Copy out every line of the data that has the word "sigs" somewhere in it.

**********

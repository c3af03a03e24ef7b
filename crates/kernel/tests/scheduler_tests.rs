//! Scheduler behaviour through the public wiring API

use std::cell::RefCell;
use std::rc::Rc;

use rand::{Rng, SeedableRng};
use rand_chacha::ChaCha20Rng;
use sgnsim_kernel::{
    ClockGenerator, CombContext, Combinational, Netlist, Process, Result, Resume, RunOutcome,
    Signal, SignalId, SimError, TaskContext, Trigger, Wait,
};

type Log = Rc<RefCell<Vec<(u64, String)>>>;

fn new_log() -> Log {
    Rc::new(RefCell::new(Vec::new()))
}

// =============================================================================
// Helpers
// =============================================================================

/// Raises two strobes at time 0, then joins on both falling edges
struct JoinWaiter {
    a: Signal<bool>,
    b: Signal<bool>,
    log: Log,
}

impl Process for JoinWaiter {
    fn name(&self) -> &str {
        "join_waiter"
    }

    fn resume(&mut self, ctx: &mut TaskContext<'_>, reason: Resume) -> Result<Wait> {
        match reason {
            Resume::Start => {
                ctx.set(self.a, true)?;
                ctx.set(self.b, true)?;
                Ok(Wait::join([
                    Trigger::falling(self.a),
                    Trigger::falling(self.b),
                ]))
            }
            other => {
                self.log
                    .borrow_mut()
                    .push((ctx.now(), format!("{:?}", other)));
                Ok(Wait::Done)
            }
        }
    }
}

/// Clears a strobe `delay` units after seeing it rise
struct Clearer {
    name: String,
    strobe: Signal<bool>,
    delay: u64,
    step: u8,
}

impl Clearer {
    fn new(name: &str, strobe: Signal<bool>, delay: u64) -> Self {
        Self {
            name: name.to_string(),
            strobe,
            delay,
            step: 0,
        }
    }
}

impl Process for Clearer {
    fn name(&self) -> &str {
        &self.name
    }

    fn resume(&mut self, ctx: &mut TaskContext<'_>, _reason: Resume) -> Result<Wait> {
        self.step += 1;
        match self.step {
            1 => Ok(Wait::rising(self.strobe)),
            2 => Ok(Wait::delay(self.delay)),
            _ => {
                ctx.set(self.strobe, false)?;
                Ok(Wait::Done)
            }
        }
    }
}

/// y = x + 1
struct Increment {
    x: Signal<u64>,
    y: Signal<u64>,
}

impl Combinational for Increment {
    fn name(&self) -> &str {
        "increment"
    }

    fn inputs(&self) -> Vec<SignalId> {
        vec![self.x.id()]
    }

    fn outputs(&self) -> Vec<SignalId> {
        vec![self.y.id()]
    }

    fn evaluate(&mut self, ctx: &mut CombContext<'_>) -> Result<()> {
        let x = ctx.get(self.x)?;
        ctx.drive(self.y, x + 1)
    }
}

fn join_design(delay_a: u64, delay_b: u64) -> (sgnsim_kernel::Simulation, Log) {
    let log = new_log();
    let mut net = Netlist::new();
    let a = net.signal("a", false);
    let b = net.signal("b", false);
    net.spawn(JoinWaiter {
        a,
        b,
        log: log.clone(),
    });
    net.spawn(Clearer::new("clear_a", a, delay_a));
    net.spawn(Clearer::new("clear_b", b, delay_b));
    (net.build().unwrap(), log)
}

// =============================================================================
// Join
// =============================================================================

#[test]
fn test_join_resumes_once_on_simultaneous_edges() {
    let (mut sim, log) = join_design(10, 10);
    assert_eq!(sim.run().unwrap(), RunOutcome::Idle { time: 10 });

    let log = log.borrow();
    assert_eq!(log.len(), 1);
    assert_eq!(log[0], (10, "Joined".to_string()));
}

#[test]
fn test_join_resumes_on_later_edge() {
    for (da, db) in [(10, 25), (25, 10)] {
        let (mut sim, log) = join_design(da, db);
        sim.run().unwrap();

        let log = log.borrow();
        assert_eq!(log.len(), 1, "join resumed more than once for {:?}", (da, db));
        assert_eq!(log[0].0, 25);
    }
}

// =============================================================================
// Combinational settle
// =============================================================================

/// Writes x, then checks the block output once x has committed
struct Prober {
    x: Signal<u64>,
    y: Signal<u64>,
    seen: Rc<RefCell<Vec<(u64, u64)>>>,
    remaining: u64,
}

impl Process for Prober {
    fn name(&self) -> &str {
        "prober"
    }

    fn resume(&mut self, ctx: &mut TaskContext<'_>, reason: Resume) -> Result<Wait> {
        if reason != Resume::Start {
            self.seen
                .borrow_mut()
                .push((ctx.get(self.x)?, ctx.get(self.y)?));
        }
        if self.remaining == 0 {
            return Ok(Wait::Done);
        }
        self.remaining -= 1;
        let x = ctx.get(self.x)?;
        ctx.set(self.x, x + 10)?;
        Ok(Wait::changed(self.x))
    }
}

#[test]
fn test_blocks_settle_before_tasks_resume() {
    let seen = Rc::new(RefCell::new(Vec::new()));
    let mut net = Netlist::new();
    let x = net.signal("x", 0u64);
    let y = net.signal("y", 0u64);
    net.add_block(Increment { x, y });
    net.spawn(Prober {
        x,
        y,
        seen: seen.clone(),
        remaining: 3,
    });
    let mut sim = net.build().unwrap();

    // Initial settle happens before any task runs
    sim.run().unwrap();
    assert_eq!(*seen.borrow(), vec![(10, 11), (20, 21), (30, 31)]);
    assert_eq!(sim.peek(y).unwrap(), 31);
}

struct Rogue {
    y: Signal<u64>,
}

impl Process for Rogue {
    fn name(&self) -> &str {
        "rogue"
    }

    fn resume(&mut self, ctx: &mut TaskContext<'_>, _reason: Resume) -> Result<Wait> {
        ctx.set(self.y, 5)?;
        Ok(Wait::Done)
    }
}

#[test]
fn test_task_cannot_drive_block_output() {
    let mut net = Netlist::new();
    let x = net.signal("x", 0u64);
    let y = net.signal("y", 0u64);
    net.add_block(Increment { x, y });
    net.spawn(Rogue { y });
    let mut sim = net.build().unwrap();

    match sim.run() {
        Err(SimError::DrivenByBlock { signal, block }) => {
            assert_eq!(signal, "y");
            assert_eq!(block, "increment");
        }
        other => panic!("expected driver error, got {:?}", other),
    }
}

// =============================================================================
// Level, clock edges and stop
// =============================================================================

struct LevelWaiter {
    flag: Signal<bool>,
    log: Log,
}

impl Process for LevelWaiter {
    fn name(&self) -> &str {
        "level_waiter"
    }

    fn resume(&mut self, ctx: &mut TaskContext<'_>, reason: Resume) -> Result<Wait> {
        if reason == Resume::Start {
            return Ok(Wait::level(self.flag, false));
        }
        self.log
            .borrow_mut()
            .push((ctx.now(), format!("{:?}", reason)));
        Ok(Wait::Done)
    }
}

#[test]
fn test_level_already_satisfied_fires_immediately() {
    let log = new_log();
    let mut net = Netlist::new();
    let flag = net.signal("flag", false);
    net.spawn(LevelWaiter {
        flag,
        log: log.clone(),
    });
    let mut sim = net.build().unwrap();

    assert_eq!(sim.run().unwrap(), RunOutcome::Idle { time: 0 });
    assert_eq!(log.borrow().len(), 1);
    assert!(log.borrow()[0].1.starts_with("Fired(Level"));
}

/// Counts rising clock edges and stops after `limit`
struct EdgeCounter {
    clk: Signal<bool>,
    count: u64,
    limit: u64,
    log: Log,
}

impl Process for EdgeCounter {
    fn name(&self) -> &str {
        "edge_counter"
    }

    fn resume(&mut self, ctx: &mut TaskContext<'_>, reason: Resume) -> Result<Wait> {
        if reason != Resume::Start {
            self.count += 1;
            self.log
                .borrow_mut()
                .push((ctx.now(), format!("edge {}", self.count)));
            if self.count == self.limit {
                ctx.stop();
            }
        }
        Ok(Wait::rising(self.clk))
    }
}

#[test]
fn test_stop_after_rising_edges() {
    let log = new_log();
    let mut net = Netlist::new();
    let clk = net.signal("clk", false);
    net.spawn(ClockGenerator::new(clk, 5).unwrap());
    net.spawn(EdgeCounter {
        clk,
        count: 0,
        limit: 3,
        log: log.clone(),
    });
    let mut sim = net.build().unwrap();

    assert_eq!(sim.run().unwrap(), RunOutcome::Stopped { time: 25 });
    let times: Vec<u64> = log.borrow().iter().map(|(t, _)| *t).collect();
    assert_eq!(times, vec![5, 15, 25]);

    // Stop is terminal
    assert_eq!(sim.run().unwrap(), RunOutcome::Stopped { time: 25 });
    assert!(sim.is_stopped());
}

#[test]
fn test_edge_wait_on_word_signal_rejected() {
    struct BadEdge {
        word: Signal<u64>,
    }

    impl Process for BadEdge {
        fn name(&self) -> &str {
            "bad_edge"
        }

        fn resume(&mut self, _ctx: &mut TaskContext<'_>, _reason: Resume) -> Result<Wait> {
            Ok(Wait::On(Trigger::Edge {
                signal: self.word.id(),
                edge: sgnsim_kernel::Edge::Rising,
            }))
        }
    }

    let mut net = Netlist::new();
    let word = net.signal("word", 0u64);
    net.spawn(BadEdge { word });
    let mut sim = net.build().unwrap();
    assert!(matches!(sim.run(), Err(SimError::TypeMismatch { .. })));
}

// =============================================================================
// Determinism
// =============================================================================

/// Toggles its own signal after random delays drawn from a seeded RNG
struct RandomToggler {
    name: String,
    sig: Signal<bool>,
    rng: ChaCha20Rng,
    log: Log,
}

impl Process for RandomToggler {
    fn name(&self) -> &str {
        &self.name
    }

    fn resume(&mut self, ctx: &mut TaskContext<'_>, reason: Resume) -> Result<Wait> {
        if reason != Resume::Start {
            let v = ctx.get(self.sig)?;
            ctx.set(self.sig, !v)?;
            self.log
                .borrow_mut()
                .push((ctx.now(), format!("{} -> {}", self.name, !v)));
        }
        Ok(Wait::delay(self.rng.gen_range(1..8)))
    }
}

/// Joins on every toggler's signal changing
struct Watcher {
    sigs: Vec<Signal<bool>>,
    log: Log,
}

impl Process for Watcher {
    fn name(&self) -> &str {
        "watcher"
    }

    fn resume(&mut self, ctx: &mut TaskContext<'_>, reason: Resume) -> Result<Wait> {
        if reason == Resume::Joined {
            self.log.borrow_mut().push((ctx.now(), "all changed".into()));
        }
        Ok(Wait::join(self.sigs.iter().map(|&s| Trigger::changed(s))))
    }
}

fn random_trace(seed: u64) -> Vec<(u64, String)> {
    let log = new_log();
    let mut net = Netlist::new();
    let mut sigs = Vec::new();
    for i in 0..4 {
        let sig = net.signal(format!("s{}", i), false);
        sigs.push(sig);
        net.spawn(RandomToggler {
            name: format!("toggler{}", i),
            sig,
            rng: ChaCha20Rng::seed_from_u64(seed + i),
            log: log.clone(),
        });
    }
    net.spawn(Watcher {
        sigs,
        log: log.clone(),
    });

    let mut sim = net.build().unwrap();
    assert!(matches!(
        sim.run_until(500).unwrap(),
        RunOutcome::TimeLimit { .. }
    ));
    let trace = log.borrow().clone();
    trace
}

#[test]
fn test_runs_are_deterministic() {
    let first = random_trace(42);
    let second = random_trace(42);
    assert!(!first.is_empty());
    assert!(first.iter().any(|(_, e)| e == "all changed"));
    assert_eq!(first, second);
    assert_ne!(first, random_trace(43));
}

**********

## Exercise output
    sigs: Vec<Signal<bool>>,
        Ok(Wait::join(self.sigs.iter().map(|&s| Trigger::changed(s))))
    let mut sigs = Vec::new();
        sigs.push(sig);
        sigs,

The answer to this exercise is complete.